** TASK BRIEF **
Among the entries that follow, find every line with the word "derive" and copy it.

** DATA PROVIDED **
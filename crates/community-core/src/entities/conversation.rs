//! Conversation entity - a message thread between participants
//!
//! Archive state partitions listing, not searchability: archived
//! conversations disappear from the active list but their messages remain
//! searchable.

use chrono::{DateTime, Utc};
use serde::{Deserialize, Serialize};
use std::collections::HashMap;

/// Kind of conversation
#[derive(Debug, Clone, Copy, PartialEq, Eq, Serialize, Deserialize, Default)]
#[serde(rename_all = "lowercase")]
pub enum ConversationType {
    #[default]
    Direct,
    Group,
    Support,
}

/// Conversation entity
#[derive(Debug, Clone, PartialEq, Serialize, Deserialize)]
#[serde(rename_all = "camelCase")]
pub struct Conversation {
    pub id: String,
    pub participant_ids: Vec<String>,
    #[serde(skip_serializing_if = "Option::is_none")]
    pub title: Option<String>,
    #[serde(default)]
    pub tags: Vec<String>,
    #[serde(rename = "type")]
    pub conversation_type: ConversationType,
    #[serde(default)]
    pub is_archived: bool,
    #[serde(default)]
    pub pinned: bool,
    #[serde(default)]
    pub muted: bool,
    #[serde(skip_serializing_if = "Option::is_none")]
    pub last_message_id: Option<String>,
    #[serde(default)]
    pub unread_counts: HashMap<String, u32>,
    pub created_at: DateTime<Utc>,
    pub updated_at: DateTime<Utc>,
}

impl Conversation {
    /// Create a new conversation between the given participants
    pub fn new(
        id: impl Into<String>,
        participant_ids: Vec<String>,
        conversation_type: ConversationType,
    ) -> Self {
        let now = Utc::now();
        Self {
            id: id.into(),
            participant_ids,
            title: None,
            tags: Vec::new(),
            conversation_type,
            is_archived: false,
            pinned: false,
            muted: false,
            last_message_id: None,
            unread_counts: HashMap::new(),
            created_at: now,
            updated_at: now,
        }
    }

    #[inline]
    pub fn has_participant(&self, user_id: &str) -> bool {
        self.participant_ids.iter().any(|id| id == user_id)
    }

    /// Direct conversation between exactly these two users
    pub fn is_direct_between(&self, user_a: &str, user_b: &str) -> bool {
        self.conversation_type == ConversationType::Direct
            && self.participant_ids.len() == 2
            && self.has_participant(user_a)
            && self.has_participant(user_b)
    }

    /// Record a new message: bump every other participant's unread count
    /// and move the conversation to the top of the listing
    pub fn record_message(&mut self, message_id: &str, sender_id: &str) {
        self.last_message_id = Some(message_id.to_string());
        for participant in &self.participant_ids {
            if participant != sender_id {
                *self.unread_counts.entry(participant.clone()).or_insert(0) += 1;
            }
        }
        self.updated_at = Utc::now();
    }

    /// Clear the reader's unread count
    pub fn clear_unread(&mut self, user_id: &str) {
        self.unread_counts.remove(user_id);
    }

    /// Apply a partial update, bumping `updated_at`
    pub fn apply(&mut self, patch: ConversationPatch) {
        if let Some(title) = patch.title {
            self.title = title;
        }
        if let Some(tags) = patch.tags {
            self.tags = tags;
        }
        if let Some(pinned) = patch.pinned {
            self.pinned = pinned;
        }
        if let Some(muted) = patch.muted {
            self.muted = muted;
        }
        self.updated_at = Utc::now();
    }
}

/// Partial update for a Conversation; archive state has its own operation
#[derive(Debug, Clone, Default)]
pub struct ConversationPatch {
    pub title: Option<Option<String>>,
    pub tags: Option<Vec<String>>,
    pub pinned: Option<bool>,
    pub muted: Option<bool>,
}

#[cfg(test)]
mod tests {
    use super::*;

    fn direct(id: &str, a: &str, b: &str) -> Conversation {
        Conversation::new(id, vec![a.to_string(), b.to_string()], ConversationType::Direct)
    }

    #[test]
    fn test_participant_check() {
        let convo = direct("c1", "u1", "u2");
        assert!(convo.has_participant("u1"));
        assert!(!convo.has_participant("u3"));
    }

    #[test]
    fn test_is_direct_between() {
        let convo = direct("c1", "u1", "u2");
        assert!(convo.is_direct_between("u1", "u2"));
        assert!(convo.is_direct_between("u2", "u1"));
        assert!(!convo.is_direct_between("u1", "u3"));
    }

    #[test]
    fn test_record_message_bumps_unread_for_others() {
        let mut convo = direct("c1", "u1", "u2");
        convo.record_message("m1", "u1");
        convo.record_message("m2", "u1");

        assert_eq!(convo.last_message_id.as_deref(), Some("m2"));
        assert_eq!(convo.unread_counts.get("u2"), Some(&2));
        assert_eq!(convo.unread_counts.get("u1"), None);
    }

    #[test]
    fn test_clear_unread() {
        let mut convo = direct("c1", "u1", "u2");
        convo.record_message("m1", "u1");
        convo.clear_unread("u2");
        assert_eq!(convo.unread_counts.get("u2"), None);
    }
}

** SOLVED PROBLEM **
#[derive(Debug, Clone, Copy, PartialEq, Eq, Serialize, Deserialize, Default)]
#[derive(Debug, Clone, PartialEq, Serialize, Deserialize)]
#[derive(Debug, Clone, Default)]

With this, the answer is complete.